For those who haven't completed the book, his claim is that crime fell in the US starting in 1991, eighteen years after
Roe. In order to further prove his link he tries to show that crime rates declined in the states that legalized abortion on their own before
Roe. The five states that did so were California, New York, Colorado, Hawai'i, and Alaska.
The author shows that from 1988 and 1994, crime rates improved faster in these states than in the nation at large. He takes the data point of 1994 and the data point of 1988 and compares the two.
The author leaves the reader thinking that this decline in crime rates occurred in each of these five states and that it starts in 1988. He doesn't say it explicitly, but that's what everyone will assume.

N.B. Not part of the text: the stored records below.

//! Partial edits to a single photo or text overlay.
//!
//! Unlike `DocumentPatch`, which replaces whole collections, these address one
//! entity and clamp the result back into its legal range.

use pc_common::{Photo, TextOverlay};

/// Crop, pan, zoom and rotation changes for one photo.
#[derive(Clone, Debug, Default, PartialEq)]
pub struct PhotoEdit {
    pub crop_x: Option<f64>,
    pub crop_y: Option<f64>,
    pub crop_w: Option<f64>,
    pub crop_h: Option<f64>,
    pub crop_offset_x: Option<f64>,
    pub crop_offset_y: Option<f64>,
    pub crop_zoom: Option<f64>,
    pub rotation: Option<f64>,
}

impl PhotoEdit {
    pub fn crop(x: f64, y: f64, w: f64, h: f64) -> Self {
        Self {
            crop_x: Some(x),
            crop_y: Some(y),
            crop_w: Some(w),
            crop_h: Some(h),
            ..Self::default()
        }
    }

    pub fn pan(offset_x: f64, offset_y: f64) -> Self {
        Self {
            crop_offset_x: Some(offset_x),
            crop_offset_y: Some(offset_y),
            ..Self::default()
        }
    }

    pub fn zoom(zoom: f64) -> Self {
        Self {
            crop_zoom: Some(zoom),
            ..Self::default()
        }
    }

    pub fn rotation(degrees: f64) -> Self {
        Self {
            rotation: Some(degrees),
            ..Self::default()
        }
    }

    /// Merge into `photo`, then clamp every edit field.
    pub fn apply_to(&self, photo: &mut Photo) {
        if let Some(v) = self.crop_x {
            photo.crop_x = v;
        }
        if let Some(v) = self.crop_y {
            photo.crop_y = v;
        }
        if let Some(v) = self.crop_w {
            photo.crop_w = v;
        }
        if let Some(v) = self.crop_h {
            photo.crop_h = v;
        }
        if let Some(v) = self.crop_offset_x {
            photo.crop_offset_x = v;
        }
        if let Some(v) = self.crop_offset_y {
            photo.crop_offset_y = v;
        }
        if let Some(v) = self.crop_zoom {
            photo.crop_zoom = v;
        }
        if let Some(v) = self.rotation {
            photo.rotation = v;
        }
        photo.clamp_edits();
    }
}

/// Content and style changes for one text overlay.
#[derive(Clone, Debug, Default, PartialEq)]
pub struct TextOverlayEdit {
    pub text: Option<String>,
    pub x: Option<f64>,
    pub y: Option<f64>,
    pub font_family: Option<String>,
    pub font_size: Option<f64>,
    pub color: Option<String>,
    pub bold: Option<bool>,
    pub italic: Option<bool>,
}

impl TextOverlayEdit {
    pub fn text(text: impl Into<String>) -> Self {
        Self {
            text: Some(text.into()),
            ..Self::default()
        }
    }

    pub fn position(x: f64, y: f64) -> Self {
        Self {
            x: Some(x),
            y: Some(y),
            ..Self::default()
        }
    }

    /// Merge into `overlay`. Position stays in 0..=1 and size at least 1 px.
    pub fn apply_to(&self, overlay: &mut TextOverlay) {
        if let Some(text) = &self.text {
            overlay.text = text.clone();
        }
        if let Some(x) = self.x {
            overlay.x = x.clamp(0.0, 1.0);
        }
        if let Some(y) = self.y {
            overlay.y = y.clamp(0.0, 1.0);
        }
        if let Some(family) = &self.font_family {
            overlay.font_family = family.clone();
        }
        if let Some(size) = self.font_size {
            overlay.font_size = size.max(1.0);
        }
        if let Some(color) = &self.color {
            overlay.color = color.clone();
        }
        if let Some(bold) = self.bold {
            overlay.bold = bold;
        }
        if let Some(italic) = self.italic {
            overlay.italic = italic;
        }
    }
}
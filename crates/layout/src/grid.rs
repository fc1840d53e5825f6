//! Uniform grid layout.

use pc_common::{Cell, Photo, Rect};

use crate::engine::LayoutArea;
use crate::templates::find_template;

/// Rows and columns for `count` photos.
///
/// A known template wins; otherwise the grid is sized as close to square as
/// possible with `cols = ceil(sqrt(n))`, `rows = ceil(n / cols)`.
pub fn grid_dimensions(count: usize, template_id: Option<&str>) -> (usize, usize) {
    if let Some(tpl) = template_id.and_then(find_template) {
        return (tpl.rows, tpl.cols);
    }
    let count = count.max(1);
    let cols = (count as f64).sqrt().ceil() as usize;
    let rows = count.div_ceil(cols);
    (rows, cols)
}

/// Partition the padded canvas into `rows x cols` equal cells in row-major
/// order. Cells past the last photo are left empty.
pub fn compute_grid_layout(
    photos: &[Photo],
    area: &LayoutArea,
    template_id: Option<&str>,
) -> Vec<Cell> {
    let (rows, cols) = grid_dimensions(photos.len(), template_id);
    let content = area.content_rect();
    let spacing = area.spacing;

    let cell_w = (content.width - (cols - 1) as f64 * spacing) / cols as f64;
    let cell_h = (content.height - (rows - 1) as f64 * spacing) / rows as f64;

    (0..rows * cols)
        .map(|i| {
            let row = i / cols;
            let col = i % cols;
            let rect = Rect::new(
                content.x + col as f64 * (cell_w + spacing),
                content.y + row as f64 * (cell_h + spacing),
                cell_w,
                cell_h,
            );
            Cell::new(rect, photos.get(i).map(|p| p.id.clone()))
        })
        .collect()
}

This is not true, and the author knows that this is not true yet he chooses to leave the reader with this impression anyway. In reality, there is only a drop in crime that exceeds the national numbers because of New York's crime rate in 1993-1994.
If you examine the data year by year instead and state by state instead of by taking two distant data points for five states whose data is disimilar, here is what you'll learn.
In California, crime rates roughly track the national average each year.
In Hawai'i, crime rates roughly track the national average each year.
In Colorado, crime rates go up down up down, in a roller coaster type pattern.
In Alaska, crime skyrockets.
In new York, crime is dramatically high from 1988 to 1992, then dramatically drops in 1993-94.
Crunch the numbers and you'll see that the entire advantage these five states have comes entirely from New York during 1993-94. And I shouldn't have to explain what caused crime to drop in New York in 1993-94 (Hint: Its not abortion).
Only by considering these states collectively instead of individually do you get the trend the author talks about, but this is the wrong way to examine the data (And as an accredited economist, we must assume the author kows that and intentionally disregards proper procedure). If I were in an elevator with Bill Gates, our average net worth would be $25 billion, but that grossly distorts the wealth of the people in the elevator. Same with this book.
Not one of these states, if examined individually and year to year, shows the trend the author talks about. Not one. Examine the data and you'll see. The author intentionally misleads the reader as to what the data shows.